GOAL OF THE EXERCISE >> Look through the data below and extract, unchanged, the lines from the one that contains "repository ce447a74ed316cd7" to the one that contains "spellings collapse to", both included.

INPUT FOR THIS TASK >>
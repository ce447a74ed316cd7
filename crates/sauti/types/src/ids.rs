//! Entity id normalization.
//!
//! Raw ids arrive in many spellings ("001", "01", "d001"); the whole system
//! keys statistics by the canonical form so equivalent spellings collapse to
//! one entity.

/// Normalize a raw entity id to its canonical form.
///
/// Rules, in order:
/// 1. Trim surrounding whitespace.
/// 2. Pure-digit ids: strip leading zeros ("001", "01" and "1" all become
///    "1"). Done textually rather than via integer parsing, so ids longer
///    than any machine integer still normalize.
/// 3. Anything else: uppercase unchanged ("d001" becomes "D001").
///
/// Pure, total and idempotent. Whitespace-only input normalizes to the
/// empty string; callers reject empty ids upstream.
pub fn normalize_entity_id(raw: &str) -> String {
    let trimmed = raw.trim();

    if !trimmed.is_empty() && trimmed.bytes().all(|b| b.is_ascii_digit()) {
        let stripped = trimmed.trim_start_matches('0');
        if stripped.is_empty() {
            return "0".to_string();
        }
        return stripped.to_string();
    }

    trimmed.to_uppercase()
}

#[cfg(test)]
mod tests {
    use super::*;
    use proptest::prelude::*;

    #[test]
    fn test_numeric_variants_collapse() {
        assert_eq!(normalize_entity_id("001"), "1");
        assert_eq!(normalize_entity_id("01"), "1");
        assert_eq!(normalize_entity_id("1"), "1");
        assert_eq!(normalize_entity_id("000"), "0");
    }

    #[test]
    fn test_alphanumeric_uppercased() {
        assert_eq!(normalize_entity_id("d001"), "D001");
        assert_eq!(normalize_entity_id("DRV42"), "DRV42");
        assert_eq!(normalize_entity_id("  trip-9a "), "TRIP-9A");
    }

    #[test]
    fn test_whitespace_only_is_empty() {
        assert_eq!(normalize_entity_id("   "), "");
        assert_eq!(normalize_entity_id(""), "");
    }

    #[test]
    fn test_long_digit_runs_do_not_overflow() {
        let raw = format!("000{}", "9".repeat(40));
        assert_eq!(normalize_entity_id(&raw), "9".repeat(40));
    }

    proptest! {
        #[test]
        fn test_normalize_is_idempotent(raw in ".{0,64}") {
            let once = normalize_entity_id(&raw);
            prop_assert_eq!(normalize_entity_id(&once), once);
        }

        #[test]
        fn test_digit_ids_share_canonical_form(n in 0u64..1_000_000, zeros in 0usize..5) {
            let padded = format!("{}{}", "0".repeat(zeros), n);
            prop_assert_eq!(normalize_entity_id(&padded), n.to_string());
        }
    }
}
---
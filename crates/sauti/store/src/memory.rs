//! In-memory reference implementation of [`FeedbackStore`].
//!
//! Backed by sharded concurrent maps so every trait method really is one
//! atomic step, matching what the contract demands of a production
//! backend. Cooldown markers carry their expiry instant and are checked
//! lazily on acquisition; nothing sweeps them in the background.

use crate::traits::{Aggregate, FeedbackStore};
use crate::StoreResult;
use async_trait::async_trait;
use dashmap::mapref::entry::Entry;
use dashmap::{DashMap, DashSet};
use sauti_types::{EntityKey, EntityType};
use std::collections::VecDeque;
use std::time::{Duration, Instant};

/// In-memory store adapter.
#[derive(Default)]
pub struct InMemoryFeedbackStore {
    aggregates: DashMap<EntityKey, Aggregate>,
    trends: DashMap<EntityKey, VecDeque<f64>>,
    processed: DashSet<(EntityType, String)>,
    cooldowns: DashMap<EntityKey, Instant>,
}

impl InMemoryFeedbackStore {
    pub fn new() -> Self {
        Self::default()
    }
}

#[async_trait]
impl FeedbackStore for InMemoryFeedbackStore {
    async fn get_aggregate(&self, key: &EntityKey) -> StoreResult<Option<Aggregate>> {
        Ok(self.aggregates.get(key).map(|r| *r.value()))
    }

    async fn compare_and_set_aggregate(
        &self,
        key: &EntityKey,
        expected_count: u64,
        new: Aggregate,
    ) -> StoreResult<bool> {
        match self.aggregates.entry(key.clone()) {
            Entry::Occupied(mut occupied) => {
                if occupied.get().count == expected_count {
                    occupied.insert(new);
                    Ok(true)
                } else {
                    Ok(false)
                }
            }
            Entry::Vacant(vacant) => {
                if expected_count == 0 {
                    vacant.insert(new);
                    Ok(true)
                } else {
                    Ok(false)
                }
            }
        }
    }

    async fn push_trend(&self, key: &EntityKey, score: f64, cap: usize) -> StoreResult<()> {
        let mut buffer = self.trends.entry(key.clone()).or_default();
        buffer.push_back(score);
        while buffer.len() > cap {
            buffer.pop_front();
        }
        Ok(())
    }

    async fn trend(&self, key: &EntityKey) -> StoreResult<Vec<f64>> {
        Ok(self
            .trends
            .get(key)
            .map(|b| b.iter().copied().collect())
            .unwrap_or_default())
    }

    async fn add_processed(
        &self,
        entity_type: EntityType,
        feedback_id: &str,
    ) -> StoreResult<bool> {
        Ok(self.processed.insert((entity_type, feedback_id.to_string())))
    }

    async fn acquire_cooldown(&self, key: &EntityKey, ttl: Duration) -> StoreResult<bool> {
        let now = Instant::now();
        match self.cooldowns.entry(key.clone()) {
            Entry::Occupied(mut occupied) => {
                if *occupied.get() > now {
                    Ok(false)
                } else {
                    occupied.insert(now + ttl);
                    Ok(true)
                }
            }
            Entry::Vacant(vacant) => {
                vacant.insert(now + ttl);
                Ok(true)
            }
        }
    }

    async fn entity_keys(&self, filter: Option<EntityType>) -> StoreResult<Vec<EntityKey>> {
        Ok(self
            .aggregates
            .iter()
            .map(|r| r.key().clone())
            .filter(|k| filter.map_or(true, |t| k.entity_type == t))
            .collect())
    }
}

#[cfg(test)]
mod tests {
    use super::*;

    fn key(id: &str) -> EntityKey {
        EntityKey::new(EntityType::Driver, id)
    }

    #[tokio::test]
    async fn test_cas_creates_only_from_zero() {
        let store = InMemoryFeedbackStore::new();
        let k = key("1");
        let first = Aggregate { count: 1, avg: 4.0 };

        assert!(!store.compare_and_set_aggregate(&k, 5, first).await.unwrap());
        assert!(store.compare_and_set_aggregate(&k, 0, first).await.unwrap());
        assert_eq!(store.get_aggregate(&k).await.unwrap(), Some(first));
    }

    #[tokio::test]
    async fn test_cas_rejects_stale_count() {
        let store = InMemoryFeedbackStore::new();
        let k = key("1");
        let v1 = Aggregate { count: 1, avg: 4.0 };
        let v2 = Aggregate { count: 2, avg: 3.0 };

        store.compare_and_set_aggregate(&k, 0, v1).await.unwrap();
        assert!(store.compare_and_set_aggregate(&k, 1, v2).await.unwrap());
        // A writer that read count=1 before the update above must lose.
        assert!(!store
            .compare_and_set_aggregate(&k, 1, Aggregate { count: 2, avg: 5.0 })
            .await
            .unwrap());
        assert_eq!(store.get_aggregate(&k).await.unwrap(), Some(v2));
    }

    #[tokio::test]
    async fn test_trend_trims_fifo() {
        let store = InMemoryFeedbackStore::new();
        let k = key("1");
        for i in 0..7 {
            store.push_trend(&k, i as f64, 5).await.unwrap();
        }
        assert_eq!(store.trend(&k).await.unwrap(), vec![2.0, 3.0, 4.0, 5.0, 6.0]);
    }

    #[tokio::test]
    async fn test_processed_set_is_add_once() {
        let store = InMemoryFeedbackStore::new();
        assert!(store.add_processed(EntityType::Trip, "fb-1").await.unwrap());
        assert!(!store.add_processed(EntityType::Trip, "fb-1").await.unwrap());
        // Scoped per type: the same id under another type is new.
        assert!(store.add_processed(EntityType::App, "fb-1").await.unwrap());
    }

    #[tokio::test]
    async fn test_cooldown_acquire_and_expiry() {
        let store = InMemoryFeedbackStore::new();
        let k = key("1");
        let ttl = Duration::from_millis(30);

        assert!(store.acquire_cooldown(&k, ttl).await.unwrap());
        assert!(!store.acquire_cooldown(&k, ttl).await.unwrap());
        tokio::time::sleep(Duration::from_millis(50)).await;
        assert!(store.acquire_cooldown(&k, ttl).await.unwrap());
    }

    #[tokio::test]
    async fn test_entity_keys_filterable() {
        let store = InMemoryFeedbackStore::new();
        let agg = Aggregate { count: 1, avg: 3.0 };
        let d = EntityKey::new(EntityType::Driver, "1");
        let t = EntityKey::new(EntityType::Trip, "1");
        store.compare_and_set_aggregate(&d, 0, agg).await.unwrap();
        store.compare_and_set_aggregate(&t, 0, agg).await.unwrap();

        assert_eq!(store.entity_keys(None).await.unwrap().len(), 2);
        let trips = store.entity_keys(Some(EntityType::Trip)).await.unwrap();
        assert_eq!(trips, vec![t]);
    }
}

EXERCISE OUTPUT >>
repository ce447a74ed316cd7
filename crates/sauti/types/src/ids.rs
//! Entity id normalization.
//!
//! Raw ids arrive in many spellings ("001", "01", "d001"); the whole system
//! keys statistics by the canonical form so equivalent spellings collapse to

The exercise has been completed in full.